Belly is told that while CT and MRI are thankfully clean, there are some concerns about blood tests’ results. Something about atypical lymphocytes and lymphoblasts, terrifying words that gave her no information as to how dire her Rosie's condition is.
They tell her that her baby is stable and in no immediate danger, but they want to keep her here until an oncologist can give her tests a look and promise to have one on it shortly.

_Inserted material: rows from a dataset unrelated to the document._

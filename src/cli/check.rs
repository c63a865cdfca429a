//! Catalog integrity check command.

use crate::catalog::{IntegrityReport, LoadReport};
use crate::cli::common::{print_json, CatalogSource, CliError, CliResult};
use clap::Args;
use serde::Serialize;

/// Check the catalog for dangling size references and other problems
#[derive(Debug, Clone, Args)]
pub struct CheckArgs {
    /// Output results as JSON
    #[arg(long)]
    pub json: bool,
}

#[derive(Debug, Serialize)]
struct CheckResponse {
    clean: bool,
    report: IntegrityReport,
    load: LoadReport,
}

impl CheckArgs {
    /// Execute the check command
    ///
    /// Exits non-zero when a machine lists a size that is not in the catalog.
    pub fn execute(&self, source: &CatalogSource) -> CliResult<()> {
        let ctx = source.load()?;
        let report = ctx.catalog.integrity_report();
        let response = CheckResponse {
            clean: report.is_clean(),
            load: ctx.catalog.report,
            report,
        };

        if self.json {
            print_json(&response)?;
        } else {
            print_human_readable(&response);
        }

        if response.clean {
            Ok(())
        } else {
            Err(CliError::validation(format!(
                "{} dangling size reference(s)",
                response.report.dangling_references.len()
            )))
        }
    }
}

fn print_human_readable(response: &CheckResponse) {
    let report = &response.report;
    let load = &response.load;

    println!(
        "Checked {} products, {} track sizes, {} machines",
        report.products, report.track_sizes, report.machines
    );

    let rejected = load.products.rejected
        + load.track_sizes.rejected
        + load.compatibility.rejected
        + load.redirects.rejected;
    if rejected > 0 {
        println!("⚠ {rejected} invalid record(s) skipped while loading (run with --verbose)");
    }

    if response.clean {
        println!("✓ Every machine size resolves");
    } else {
        println!("✗ Dangling size references:");
        for dangling in &report.dangling_references {
            println!("  {}: {}", dangling.machine, dangling.size);
        }
    }

    print_list("Sizes without a known width", &report.unmeasured_sizes);
    print_list("Duplicate sizes", &report.duplicate_sizes);
    print_list("Sizes no machine uses", &report.unused_sizes);
}

fn print_list(title: &str, items: &[String]) {
    if items.is_empty() {
        return;
    }
    println!("⚠ {title}: {}", items.join(", "));
}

When the door to the room where Belly spent hours pacing but now sits still on the chair by the bed, gripping her daughter’s hand opens, she thinks she is either hallucinating because this one hallucination could help her understand what’s going on or she’s lost her consciousness too and is now in a nightmare, where the love of your life comes back into your life as a doctor who could potentially diagnose your child with a terminal illness while finding out he’s diagnosing his own child he never knew about.
“Belly?” Judging by how different his voice sounds – she has never heard him sounding like that – it is not a dream, nor is it a nightmare. It is a very terrifying reality.